Doesn't matter how good the equipment is, it's your body which is handicapped
from the outset. It's because your brain floats in the cerebrospinal fluid,
there's no way to effectively "anchor" your brain from crashing around in your
head during concussions and hard hits.

Anybody playing contact sports is at risk, and even sports you don't think of
as contact sports are at risk as well. Baseball's not considered a contact
sport, but you see concussions there all the time. The problem in all of these
sports is the players are getting bigger and the sport is moving faster.

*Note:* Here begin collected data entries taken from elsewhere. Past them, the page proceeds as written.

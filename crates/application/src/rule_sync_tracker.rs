use std::collections::{HashMap, HashSet};
use std::sync::{Arc, Mutex, PoisonError, RwLock};

use domain::fqdn::entity::{RuleId, RuleRealizationUpdate};
use domain::fqdn::error::FqdnError;
use ports::secondary::metrics_port::MetricsPort;
use tokio::sync::{mpsc, oneshot};
use tokio_util::sync::CancellationToken;

/// One-shot completion channel for a packet waiting on rule realization.
///
/// The sender is consumed by the first (and only) signal, so every
/// waiter receives exactly one verdict.
pub type RealizationWaiter = oneshot::Sender<Result<(), FqdnError>>;

/// A packet-handling task waiting for a set of dirty rules to be
/// realized. Shared between every rule it subscribed to; the count of
/// outstanding rules gates the success signal.
struct Subscriber {
    waiter: Option<RealizationWaiter>,
    rules_to_sync: usize,
}

struct TrackerState {
    /// Rules awaiting a successful realization. A rule only leaves this
    /// set through a success notification; failures keep it here so a
    /// later DNS response for the same name still blocks.
    dirty_rules: HashSet<RuleId>,
    /// Subscribers to notify when each rule's realization completes.
    rule_to_subscribers: HashMap<RuleId, Vec<Arc<Mutex<Subscriber>>>>,
}

/// Tracks the realization status of FQDN rules applied on this node.
///
/// Realization results are reported by the rule reconciler on an
/// unbounded channel and applied by a single dispatch task, which
/// serializes them against concurrent `subscribe` calls (the state lock
/// is the synchronization point; the channel provides ordering).
pub struct RuleSyncTracker {
    state: RwLock<TrackerState>,
    update_tx: mpsc::UnboundedSender<RuleRealizationUpdate>,
    metrics: Arc<dyn MetricsPort>,
}

impl RuleSyncTracker {
    pub fn new(
        metrics: Arc<dyn MetricsPort>,
    ) -> (Self, mpsc::UnboundedReceiver<RuleRealizationUpdate>) {
        let (update_tx, update_rx) = mpsc::unbounded_channel();
        let tracker = Self {
            state: RwLock::new(TrackerState {
                dirty_rules: HashSet::new(),
                rule_to_subscribers: HashMap::new(),
            }),
            update_tx,
            metrics,
        };
        (tracker, update_rx)
    }

    /// Queue a realization result for the dispatch task.
    pub fn notify(&self, update: RuleRealizationUpdate) {
        if self.update_tx.send(update).is_err() {
            tracing::debug!("rule sync tracker stopped, dropping realization update");
        }
    }

    /// Register a waiter for the given dirty rules.
    ///
    /// Atomically marks all rules dirty and appends the subscriber to
    /// each rule's list, so an update racing with this call observes
    /// either none or all of the subscription.
    pub fn subscribe(&self, waiter: RealizationWaiter, rule_ids: &HashSet<RuleId>) {
        let subscriber = Arc::new(Mutex::new(Subscriber {
            waiter: Some(waiter),
            rules_to_sync: rule_ids.len(),
        }));
        let mut state = self.state.write().unwrap_or_else(PoisonError::into_inner);
        for rule_id in rule_ids {
            state.dirty_rules.insert(rule_id.clone());
            state
                .rule_to_subscribers
                .entry(rule_id.clone())
                .or_default()
                .push(Arc::clone(&subscriber));
        }
        self.metrics.set_dirty_rule_count(state.dirty_rules.len() as u64);
    }

    /// A copy of the rules currently awaiting successful realization.
    pub fn snapshot_dirty(&self) -> HashSet<RuleId> {
        let state = self.state.read().unwrap_or_else(PoisonError::into_inner);
        state.dirty_rules.clone()
    }

    /// Dispatch loop: applies realization updates until cancelled or the
    /// reconciler side of the channel is gone.
    pub async fn run(
        self: Arc<Self>,
        mut update_rx: mpsc::UnboundedReceiver<RuleRealizationUpdate>,
        cancel: CancellationToken,
    ) {
        loop {
            tokio::select! {
                () = cancel.cancelled() => break,
                maybe = update_rx.recv() => match maybe {
                    Some(update) => self.apply_update(&update),
                    None => break,
                },
            }
        }
        tracing::debug!("rule sync tracker stopped");
    }

    fn apply_update(&self, update: &RuleRealizationUpdate) {
        let mut state = self.state.write().unwrap_or_else(PoisonError::into_inner);
        if let Some(subscribers) = state.rule_to_subscribers.remove(&update.rule_id) {
            for subscriber in subscribers {
                let mut sub = subscriber.lock().unwrap_or_else(PoisonError::into_inner);
                if let Some(error) = &update.error {
                    tracing::debug!(
                        rule_id = %update.rule_id,
                        error,
                        "rule realization failed, failing subscriber"
                    );
                    if let Some(waiter) = sub.waiter.take() {
                        let _ = waiter.send(Err(FqdnError::RuleRealization {
                            rule_id: update.rule_id.clone(),
                        }));
                    }
                    // No further signals for this subscriber; other rules
                    // it waits on will find the count already drained.
                    sub.rules_to_sync = 0;
                    continue;
                }
                if sub.rules_to_sync == 0 {
                    // Another rule of this subscriber already failed and
                    // delivered the error.
                    continue;
                }
                sub.rules_to_sync -= 1;
                if sub.rules_to_sync == 0
                    && let Some(waiter) = sub.waiter.take()
                {
                    let _ = waiter.send(Ok(()));
                }
            }
        }
        // The rule stays dirty unless realization succeeded.
        if update.error.is_none() {
            state.dirty_rules.remove(&update.rule_id);
        }
        self.metrics.set_dirty_rule_count(state.dirty_rules.len() as u64);
    }
}

// ── Tests ───────────────────────────────────────────────────────────
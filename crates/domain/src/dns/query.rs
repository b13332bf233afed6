use super::entity::RecordKind;
use super::error::DnsError;
use super::parser::DNS_HEADER_LEN;

/// Maximum label length per RFC 1035.
const MAX_LABEL_LEN: usize = 63;
/// Maximum domain name length per RFC 1035.
const MAX_NAME_LEN: usize = 253;

/// Recursion Desired flag.
const FLAG_RD: u16 = 0x0100;

/// Encode a single-question DNS query for `fqdn`.
///
/// The name is lowercased; a trailing dot is accepted and ignored.
/// Recursion is requested, matching what the workload's own resolver
/// would send to the cluster DNS service.
pub fn encode_query(id: u16, fqdn: &str, kind: RecordKind) -> Result<Vec<u8>, DnsError> {
    let name = fqdn.trim().trim_end_matches('.').to_lowercase();
    if name.is_empty() {
        return Err(DnsError::InvalidQueryName {
            name: fqdn.to_string(),
            reason: "empty name".to_string(),
        });
    }
    if name.len() > MAX_NAME_LEN {
        return Err(DnsError::InvalidQueryName {
            name,
            reason: format!("name longer than {MAX_NAME_LEN} bytes"),
        });
    }

    let mut buf = Vec::with_capacity(DNS_HEADER_LEN + name.len() + 6);
    buf.extend_from_slice(&id.to_be_bytes());
    buf.extend_from_slice(&FLAG_RD.to_be_bytes());
    buf.extend_from_slice(&1u16.to_be_bytes()); // qdcount
    buf.extend_from_slice(&0u16.to_be_bytes()); // ancount
    buf.extend_from_slice(&0u16.to_be_bytes()); // nscount
    buf.extend_from_slice(&0u16.to_be_bytes()); // arcount

    for label in name.split('.') {
        if label.is_empty() {
            return Err(DnsError::InvalidQueryName {
                name: name.clone(),
                reason: "empty label".to_string(),
            });
        }
        if label.len() > MAX_LABEL_LEN {
            return Err(DnsError::InvalidQueryName {
                name: name.clone(),
                reason: format!("label '{label}' longer than {MAX_LABEL_LEN} bytes"),
            });
        }
        buf.push(label.len() as u8);
        buf.extend_from_slice(label.as_bytes());
    }
    buf.push(0);
    buf.extend_from_slice(&kind.wire_type().to_be_bytes());
    buf.extend_from_slice(&1u16.to_be_bytes()); // class IN

    Ok(buf)
}

#[cfg(test)]
mod tests {
    use super::*;

    #[test]
    fn encodes_a_query() {
        let msg = encode_query(0xBEEF, "api.example.com", RecordKind::A).unwrap();

        assert_eq!(&msg[0..2], &0xBEEFu16.to_be_bytes());
        // RD set, QR clear.
        assert_eq!(&msg[2..4], &[0x01, 0x00]);
        // One question, nothing else.
        assert_eq!(&msg[4..6], &[0, 1]);
        assert_eq!(&msg[6..12], &[0u8; 6]);

        let mut expected = Vec::new();
        expected.extend_from_slice(&[3]);
        expected.extend_from_slice(b"api");
        expected.extend_from_slice(&[7]);
        expected.extend_from_slice(b"example");
        expected.extend_from_slice(&[3]);
        expected.extend_from_slice(b"com");
        expected.push(0);
        expected.extend_from_slice(&1u16.to_be_bytes());
        expected.extend_from_slice(&1u16.to_be_bytes());
        assert_eq!(&msg[12..], &expected[..]);
    }

    #[test]
    fn encodes_aaaa_query() {
        let msg = encode_query(1, "v6.example.com", RecordKind::Aaaa).unwrap();
        let qtype = u16::from_be_bytes([msg[msg.len() - 4], msg[msg.len() - 3]]);
        assert_eq!(qtype, 28);
    }

    #[test]
    fn lowercases_and_strips_trailing_dot() {
        let a = encode_query(7, "API.Example.COM.", RecordKind::A).unwrap();
        let b = encode_query(7, "api.example.com", RecordKind::A).unwrap();
        assert_eq!(a, b);
    }

    #[test]
    fn rejects_empty_name() {
        assert!(encode_query(1, "", RecordKind::A).is_err());
        assert!(encode_query(1, ".", RecordKind::A).is_err());
    }

    #[test]
    fn rejects_empty_label() {
        assert!(encode_query(1, "a..b", RecordKind::A).is_err());
    }

    #[test]
    fn rejects_oversized_label() {
        let name = format!("{}.com", "a".repeat(64));
        assert!(matches!(
            encode_query(1, &name, RecordKind::A).unwrap_err(),
            DnsError::InvalidQueryName { .. }
        ));
    }

    #[test]
    fn query_parses_back_as_name() {
        // The encoded question section must round-trip through the name
        // parser used on the response path.
        let msg = encode_query(42, "Svc.Cluster.Local", RecordKind::A).unwrap();
        // Splice the question into a response-shaped message.
        let mut resp = crate::dns::testutil::response_header(42, 0, 1, 0);
        resp.extend_from_slice(&msg[12..]);
        let parsed = crate::dns::parser::parse_response(&resp).unwrap();
        assert_eq!(parsed.fqdn, "svc.cluster.local");
    }
}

I
still remember Wayne Gretzky talking about how we finally decided to retire.
He was talking with his father, who asked him if he was going to play one more
year. This was his response:

"Dad, I can't compete anymore. The players are getting bigger and faster every
year." when Wayne retired, he was 6' and 185lbs. \

The AVERAGE hockey player nowadays is closer to 6'3" and is well over 200lbs.
The LA Kings famously had a line where all three of their forwards were 6'3"
and weighed 220lbs the year they won the Stanley Cup in 2012.

Take a look at their roster - they only had 4 guys under 6':
[http://www.hockey-reference.com/teams/LAK/2012.html](http://www.hockey-
reference.com/teams/LAK/2012.html)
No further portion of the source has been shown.